— Work order —
Your answer must be every line of the data below that holds the string "Option", copied exactly.
+++ Exercise inputs
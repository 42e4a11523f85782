//! Ordered, closed sets of `(name, representation)` pairs.

use itertools::Itertools;

/// A Rust enum that can describe its own variants.
///
/// Each variant serves as its own underlying representation:
///
/// ```
/// use enum_mapping::{EnumDescriptor, Enumeration};
///
/// #[derive(Debug, Clone, Copy, PartialEq, Eq, Hash)]
/// enum Shape {
///     Circle,
///     Square,
/// }
/// impl Enumeration for Shape {
///     const VARIANTS: &'static [(&'static str, Self)] =
///         &[("Circle", Shape::Circle), ("Square", Shape::Square)];
/// }
///
/// let shapes = EnumDescriptor::<Shape>::of();
/// assert_eq!(shapes.name_of(&Shape::Square), Some("Square"));
/// ```
pub trait Enumeration: Sized + 'static {
    const VARIANTS: &'static [(&'static str, Self)];
}

#[derive(Debug, Clone, PartialEq, Eq, serde::Deserialize, serde::Serialize)]
pub struct Variant<R> {
    pub name: String,
    pub repr: R,
}

/// Declaration-ordered key set of an enumeration.
///
/// Names and representations are expected to be unique; that is the job of
/// whoever declares the enumeration and is not checked here.
#[derive(Debug, Clone, PartialEq, Eq, serde::Deserialize, serde::Serialize)]
#[serde(transparent)]
pub struct EnumDescriptor<R> {
    variants: Vec<Variant<R>>,
}

impl<R> EnumDescriptor<R> {
    pub fn new() -> Self {
        Self {
            variants: Vec::new(),
        }
    }

    pub fn variant(mut self, name: impl Into<String>, repr: R) -> Self {
        self.variants.push(Variant {
            name: name.into(),
            repr,
        });
        self
    }

    pub fn iter(&self) -> std::slice::Iter<'_, Variant<R>> {
        self.variants.iter()
    }

    pub fn names(&self) -> impl Iterator<Item = &str> + '_ {
        self.variants.iter().map(|v| v.name.as_str())
    }

    pub fn len(&self) -> usize {
        self.variants.len()
    }

    pub fn is_empty(&self) -> bool {
        self.variants.is_empty()
    }

    pub fn repr_of(&self, name: &str) -> Option<&R> {
        self.variants
            .iter()
            .find(|v| v.name == name)
            .map(|v| &v.repr)
    }
}

impl<R: PartialEq> EnumDescriptor<R> {
    pub fn name_of(&self, repr: &R) -> Option<&str> {
        self.variants
            .iter()
            .find(|v| &v.repr == repr)
            .map(|v| v.name.as_str())
    }
}

impl<E: Enumeration + Copy> EnumDescriptor<E> {
    pub fn of() -> Self {
        E::VARIANTS.iter().copied().collect()
    }
}

impl<R> Default for EnumDescriptor<R> {
    fn default() -> Self {
        Self::new()
    }
}

impl<N: Into<String>, R> FromIterator<(N, R)> for EnumDescriptor<R> {
    fn from_iter<I: IntoIterator<Item = (N, R)>>(iter: I) -> Self {
        Self {
            variants: iter
                .into_iter()
                .map(|(name, repr)| Variant {
                    name: name.into(),
                    repr,
                })
                .collect_vec(),
        }
    }
}

impl<'a, R> IntoIterator for &'a EnumDescriptor<R> {
    type Item = &'a Variant<R>;
    type IntoIter = std::slice::Iter<'a, Variant<R>>;

    fn into_iter(self) -> Self::IntoIter {
        self.iter()
    }
}

#[cfg(test)]
mod tests {
    use super::*;

    #[derive(Debug, Clone, Copy, PartialEq, Eq, Hash)]
    enum Shape {
        Circle,
        Square,
    }
    impl Enumeration for Shape {
        const VARIANTS: &'static [(&'static str, Self)] =
            &[("Circle", Shape::Circle), ("Square", Shape::Square)];
    }

    #[test]
    fn keeps_declaration_order() {
        let colors = EnumDescriptor::new()
            .variant("Red", "RED")
            .variant("Blue", "BLUE")
            .variant("Green", "GREEN");
        assert_eq!(colors.names().collect_vec(), ["Red", "Blue", "Green"]);
        assert_eq!(colors.repr_of("Blue"), Some(&"BLUE"));
        assert_eq!(colors.name_of(&"GREEN"), Some("Green"));
        assert_eq!(colors.repr_of("Purple"), None);
    }

    #[test]
    fn describes_rust_enums() {
        let shapes = EnumDescriptor::<Shape>::of();
        assert_eq!(shapes.len(), 2);
        assert_eq!(shapes.repr_of("Circle"), Some(&Shape::Circle));
        assert_eq!(shapes.name_of(&Shape::Square), Some("Square"));
    }

    #[test]
    fn empty_descriptor() {
        let empty = EnumDescriptor::<i64>::default();
        assert!(empty.is_empty());
        assert_eq!(empty.name_of(&0), None);
    }
}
++++++
— Exercise output —
    pub fn repr_of(&self, name: &str) -> Option<&R> {
    pub fn name_of(&self, repr: &R) -> Option<&str> {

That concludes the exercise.